第11話 みなと祭り一日目
「賑わってるね♪」
「そりゃあ、祭りの最中だからな」
みなと祭り1日目の土曜日。
希は裕美と一緒に広い会場を、ゴミ拾いするために歩き回っていた。
「なぁ古賀さん」
「なぁに、希?」
「思ったこと言っていい?」
「いいけど、手は動かしてね」
「んじゃ……
「かもねえ。あ、はい、袋広げて」
「ん」
裕美が拾ったゴミを差し出してくる。希は持っていたゴミ袋を広げ、裕美の差し出したゴミを受けとる。
「まあでも、こまめに回収してる方が、後々は楽になるからね」
「それはみなと祭りの実行する、市の実行委員だけじゃないのか」
「ボランティアは、指示に従うのみだよ! それに、生徒会のボランティア参加は、学校の方針だからねえ」
「確か……地域に貢献するとかで、みなと祭りとサマーフェスティバルのボランティアは、必ず参加だったか?」
「そうだよ~。ま、それ以外にも生徒会は、やることいっぱいあるけどねえ」
「やってみなきゃ、わからないことだよなぁ。若干騙された感があるのは、ご愛嬌ってか?」
「別に騙されてはないでしょ? 単純に目に見えない、大変さがあるだけだよ」
希と裕美はゴミ拾いをしつつ、話はボランティアの事から日々の生徒会の話に変わっていく。

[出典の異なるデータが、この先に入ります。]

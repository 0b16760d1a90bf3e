//! Geographic coordinate type and spatial utilities.
//!
//! `GeoPoint` uses `f32` (single-precision) latitude/longitude.  At the
//! equator this gives ~1 m precision, more than sufficient for city-scale
//! routing while halving memory consumption vs. `f64`.

use crate::{CoreError, CoreResult};

/// Mean Earth radius in metres.
const EARTH_RADIUS_M: f32 = 6_371_009.0;

/// A WGS-84 geographic coordinate stored as single-precision floats.
#[derive(Copy, Clone, Debug, PartialEq)]
#[cfg_attr(feature = "serde", derive(serde::Serialize, serde::Deserialize))]
pub struct GeoPoint {
    pub lat: f32,
    pub lon: f32,
}

impl GeoPoint {
    #[inline]
    pub fn new(lat: f32, lon: f32) -> Self {
        Self { lat, lon }
    }

    /// Like [`new`](Self::new) but rejects out-of-range or non-finite
    /// coordinates.  Use for values that come from user input.
    pub fn checked(lat: f32, lon: f32) -> CoreResult<Self> {
        let lat_ok = lat.is_finite() && (-90.0..=90.0).contains(&lat);
        let lon_ok = lon.is_finite() && (-180.0..=180.0).contains(&lon);
        if lat_ok && lon_ok {
            Ok(Self { lat, lon })
        } else {
            Err(CoreError::InvalidCoordinate { lat, lon })
        }
    }

    /// Haversine great-circle distance in metres.
    ///
    /// Accuracy: ±0.5 % (f32 rounding); suitable for edge lengths at city
    /// scale.
    pub fn distance_m(self, other: GeoPoint) -> f32 {
        let d_lat = (other.lat - self.lat).to_radians();
        let d_lon = (other.lon - self.lon).to_radians();

        let lat1 = self.lat.to_radians();
        let lat2 = other.lat.to_radians();

        let a = (d_lat * 0.5).sin().powi(2)
            + lat1.cos() * lat2.cos() * (d_lon * 0.5).sin().powi(2);

        let c = 2.0 * a.sqrt().atan2((1.0 - a).sqrt());
        EARTH_RADIUS_M * c
    }

    /// Planar midpoint: the arithmetic mean of latitudes and of longitudes.
    ///
    /// Not the geodesic midpoint.  The error is negligible for two points a
    /// few kilometres apart and grows with span and latitude; it is also
    /// wrong across the antimeridian.
    #[inline]
    pub fn midpoint(self, other: GeoPoint) -> GeoPoint {
        GeoPoint {
            lat: (self.lat + other.lat) / 2.0,
            lon: (self.lon + other.lon) / 2.0,
        }
    }

    /// The box extending `dist_m` metres north, south, east and west of
    /// `self`.
    pub fn bbox_around(self, dist_m: f32) -> BoundingBox {
        let d_lat = (dist_m / EARTH_RADIUS_M).to_degrees();
        let d_lon = (dist_m / (EARTH_RADIUS_M * self.lat.to_radians().cos())).to_degrees();
        BoundingBox {
            south: self.lat - d_lat,
            north: self.lat + d_lat,
            west:  self.lon - d_lon,
            east:  self.lon + d_lon,
        }
    }
}

impl std::fmt::Display for GeoPoint {
    fn fmt(&self, f: &mut std::fmt::Formatter<'_>) -> std::fmt::Result {
        write!(f, "({:.6}, {:.6})", self.lat, self.lon)
    }
}

// ── BoundingBox ───────────────────────────────────────────────────────────────

/// Axis-aligned lat/lon box used to truncate map data around a query point.
#[derive(Copy, Clone, Debug, PartialEq)]
#[cfg_attr(feature = "serde", derive(serde::Serialize, serde::Deserialize))]
pub struct BoundingBox {
    pub south: f32,
    pub north: f32,
    pub west:  f32,
    pub east:  f32,
}

impl BoundingBox {
    /// Inclusive containment test.
    #[inline]
    pub fn contains(&self, p: GeoPoint) -> bool {
        p.lat >= self.south && p.lat <= self.north && p.lon >= self.west && p.lon <= self.east
    }
}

「それに希は、表側の目立つことはやってないじゃない。裏方のサポート系しかやってないんだから、文句は言えないし、そもそも得意でしょ」
「そういう契約付けて、生徒会役員になったからな。って言うか、最初がズルいわ」
「最初って言うと……」
「学年主任の先生に昼休憩、突然名指しで呼び出しされて、薄暗いパソコン室で、一対一の近距離対面勧誘」
希の発言に裕美は愉快そうに笑う。一方で希は渋い顔でため息をついた。
「たしか、真面目だが何か飛び抜けて評価出来ることもない。だから生徒会役員になって、実績を積まないか。って感じの事を言われたんだよね」
裕美の言葉に頷く。
「対面でも、机を挟んでとかならまだよかった。そうじゃなくて、座った時の膝と膝の距離が拳一個分の距離で、イスに座ってだぞ!?むっちゃ近いわ!」
「その圧に負けて、断れずに考えさせてください、って言ったんでしょ」
「まぁ、俺なんかに声が掛かるとは思ってもみなかったしなぁ。それにさ、生徒会ってさ、頭のいい人みたいな、優秀な人がなるもんだと思ってたよ」
「ん~、まあ確かに、成績優秀者が集まりやすいかもね。それに生徒会役員、って言われた時の印象って、賢い人とかすごい人みたいな、抽象的な感じじゃない?」
「確かに……言われてみれば、そうかもな」
「つまりは、明確な決まりはないんだよ。踏み出す勇気があれば、誰でもなれるってこと。優秀な人が集まるのは、その踏み出す勇気持ってる人が、多いからじゃないかな。変わりたいと思う人たちが、足踏みしている間に、優秀な人たちが一歩踏み出す。変わりたいと思った人たちは、あの人出るなら私には無理だと思って、もう踏み出せない。だから結果的に優秀な人の集団に生徒会は見える。なら、どういう経緯であれ、希は一歩踏み出した勇気ある人じゃないかな」
「条件付きだけどな」
「それは大した問題じゃないよ。お互い補い合って、適材適所で活動する。それが私の作り目指す生徒会だもん」
「……どこまでも、お供しますよ。古賀会長」
「うん。よろしくね、希庶務!」
気が付くと1日目のみなと祭りも折り返しの頃だった。ゴミ袋の中には半分くらい入っている。